必要があって、カントローヴィッチの『王の二つの身体』の第七章を読み直す。エルンスト・H・カントローヴィチ『王の二つの身体 中世政治神学研究』小林公訳・上下(東京:ちくま学芸文庫、2003)
これまで私が書いた論文の中で、医学思想と政治思想の関係に触れたことは何回かあって、そのたびに読み直しているもののひとつだけれども、今回ほど大きなヒントをもらったことはなかった。
全体の話は有名だから簡略に要約すると、後期中世に「王は二つの身体を持っている」という思想が成立する。ひとつは自然的身体で、これは王の死とともに消滅する。もうひとつが政治的身体と呼ばれるもので、こちらは、自然的身体の死とは無関係に永続するものである。この政治的身体の永続性(「王は死なず」)は、王が交代するときの即位と戴冠の間の小さな空白や、継承者が決まるまでの間の大きな空白とは無関係に、王権は連続的なものであることを保証する仕掛けであった。

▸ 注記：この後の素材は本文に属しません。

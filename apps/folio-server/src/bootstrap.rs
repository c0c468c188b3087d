//! Daemon bootstrap.
//!
//! Startup phases, in order:
//! 1. resolve and provision the directory layout,
//! 2. select and activate the storage adapter,
//! 3. open the logical databases,
//! 4. populate the service container,
//! 5. hand out the injector.
//!
//! Binding order inside phase 4 is fixed; singleton factories let a service
//! depend on bindings registered after it, since factories only run at first
//! resolution.

use std::sync::Arc;

use anyhow::Context;
use foliokit::{Injector, ServiceContainer};
use foliokit_store::{activate_adapter, AdapterRegistry, DbFactory};

use crate::config::AppConfig;
use crate::paths::AppPaths;
use crate::services::{
    bookmark::BookmarkManager,
    catalog::CatalogService,
    content::ContentServer,
    db::{ConfigDb, OpdsDb, PublicationDb},
    device::DeviceIdManager,
    downloader::Downloader,
    opds::OpdsParser,
    secret::SecretManager,
    serializer::ActionSerializer,
    state::StateStore,
    storage::PublicationStorage,
    translator::Translator,
    win_registry::WindowRegistry,
};

/// Application name, used to namespace persisted identity keys.
pub const APP_NAME: &str = "folio";

/// Container identifiers. Consumers address services by these; the bootstrap
/// is the only writer.
pub mod keys {
    pub const STORE: &str = "store";
    pub const WIN_REGISTRY: &str = "win-registry";
    pub const TRANSLATOR: &str = "translator";
    pub const STREAMER: &str = "streamer";
    pub const OPDS_PARSER: &str = "opds-parser";
    pub const CATALOG_SERVICE: &str = "catalog-service";
    pub const DOWNLOADER: &str = "downloader";
    pub const PUBLICATION_DB: &str = "publication-db";
    pub const OPDS_DB: &str = "opds-db";
    pub const CONFIG_DB: &str = "config-db";
    pub const PUBLICATION_STORAGE: &str = "publication-storage";
    pub const DEVICE_ID_MANAGER: &str = "device-id-manager";
    pub const SECRET_MANAGER: &str = "secret-manager";
    pub const BOOKMARK_MANAGER: &str = "bookmark-manager";
    pub const ACTION_SERIALIZER: &str = "action-serializer";
}

/// A bootstrapped daemon: the populated container, the injector consumers
/// resolve through, and the provisioned directory layout.
pub struct App {
    container: Arc<ServiceContainer>,
    injector: Injector,
    paths: AppPaths,
}

impl App {
    pub fn container(&self) -> &Arc<ServiceContainer> {
        &self.container
    }

    pub fn injector(&self) -> &Injector {
        &self.injector
    }

    pub fn paths(&self) -> &AppPaths {
        &self.paths
    }
}

/// Run the startup sequence against `config`, binding `content_server` as the
/// streamer seam.
pub fn bootstrap(
    config: &AppConfig,
    content_server: Arc<dyn ContentServer>,
) -> anyhow::Result<App> {
    let paths = AppPaths::resolve(config).context("failed to resolve directory layout")?;
    paths.provision().context("failed to provision directories")?;
    tracing::info!(
        user_data_root = %paths.user_data_root.display(),
        database_root = %paths.database_root.display(),
        "directory layout provisioned"
    );

    let registry = AdapterRegistry::builtin();
    let adapter_name = config.adapter_name();
    let adapter = registry
        .select(adapter_name)
        .context("failed to select storage adapter")?;
    activate_adapter(adapter.name()).context("failed to activate storage adapter")?;
    tracing::info!(adapter = adapter.name(), "storage adapter selected");

    let factory = DbFactory::with_adapter(adapter);
    let publication_db = Arc::new(PublicationDb::new(
        factory.open_database(&paths.database_root, "publications")?,
    ));
    let opds_db = Arc::new(OpdsDb::new(
        factory.open_database(&paths.database_root, "opds")?,
    ));
    let config_db = Arc::new(ConfigDb::new(
        factory.open_database(&paths.database_root, "config")?,
    ));
    tracing::info!("logical databases opened");

    let container = Arc::new(ServiceContainer::new());
    bind_services(
        &container,
        &paths,
        content_server,
        publication_db,
        opds_db,
        config_db,
    )
    .context("failed to populate service container")?;
    tracing::info!(bindings = container.len(), "service container populated");

    let injector = Injector::new(container.clone());
    Ok(App {
        container,
        injector,
        paths,
    })
}

fn bind_services(
    container: &Arc<ServiceContainer>,
    paths: &AppPaths,
    content_server: Arc<dyn ContentServer>,
    publication_db: Arc<PublicationDb>,
    opds_db: Arc<OpdsDb>,
    config_db: Arc<ConfigDb>,
) -> Result<(), foliokit::ContainerError> {
    let state = Arc::new(StateStore::new());
    container.bind_constant(keys::STORE, state.clone())?;
    container.bind_constant(keys::WIN_REGISTRY, Arc::new(WindowRegistry::new()))?;
    container.bind_constant(keys::TRANSLATOR, Arc::new(Translator::default()))?;
    container.bind_constant(keys::STREAMER, content_server)?;
    container.bind_singleton(keys::OPDS_PARSER, |_| Ok(Arc::new(OpdsParser::new())))?;

    // Registered before its dependencies; construction is deferred until the
    // first resolution, by which point everything below is bound.
    container.bind_singleton(keys::CATALOG_SERVICE, |c| {
        Ok(Arc::new(CatalogService::new(
            c.get::<PublicationDb>(keys::PUBLICATION_DB)?,
            c.get::<OpdsParser>(keys::OPDS_PARSER)?,
        )))
    })?;

    container.bind_constant(
        keys::DOWNLOADER,
        Arc::new(Downloader::new(&paths.temp_root, state)),
    )?;

    container.bind_constant(keys::PUBLICATION_DB, publication_db)?;
    container.bind_constant(keys::OPDS_DB, opds_db)?;
    container.bind_constant(keys::CONFIG_DB, config_db.clone())?;
    container.bind_constant(
        keys::PUBLICATION_STORAGE,
        Arc::new(PublicationStorage::new(&paths.publication_storage_root)),
    )?;

    container.bind_constant(
        keys::DEVICE_ID_MANAGER,
        Arc::new(DeviceIdManager::new(APP_NAME, config_db.clone())),
    )?;
    container.bind_constant(
        keys::SECRET_MANAGER,
        Arc::new(SecretManager::new(config_db.clone())),
    )?;
    container.bind_constant(
        keys::BOOKMARK_MANAGER,
        Arc::new(BookmarkManager::new(config_db)),
    )?;
    container.bind_constant(keys::ACTION_SERIALIZER, Arc::new(ActionSerializer::new()))?;

    Ok(())
}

逆説的なことに、この擬制によって、自然的な身体を超えて永続する王権は、実は自然的な身体の継承に基礎をおくようになる。(このあたりは、教皇による聖別だとか、いろいろな複雑な議論があるけれども、それはここでは省略する。)王位は長子によって継承され、長子は、特別な法や儀式によってではなく、王の「血を引いている」ことによって、永続する政治的な身体を自らのうちに持っているのである。すなわち、王の血筋自体が、聖性を持ち、高貴なのである。この唯物論的・生物学的な王の神聖化は、当時の医学が理解していた遺伝の原理である「血液」へと注目を集めた。「王の二つの身体」という政治思想は、王の身体の中を流れる血液は神の精霊が宿っているという、アリストテレス主義でもストア主義でもない生物学思想を要請したのである。この王権の概念は、「不死鳥」の概念と合致した。不死鳥は500年ごとに自らを荼毘に付し、その灰の中から復活することで有名な神話上の鳥だが、不死鳥は、一度に一羽しか存在しないが、その一羽の中には、永続する不死鳥という「種」が宿っている。その意味で、不死鳥は自然的身体と、永続する「種」という、二つの身体を一羽の中に兼ね備えているのである。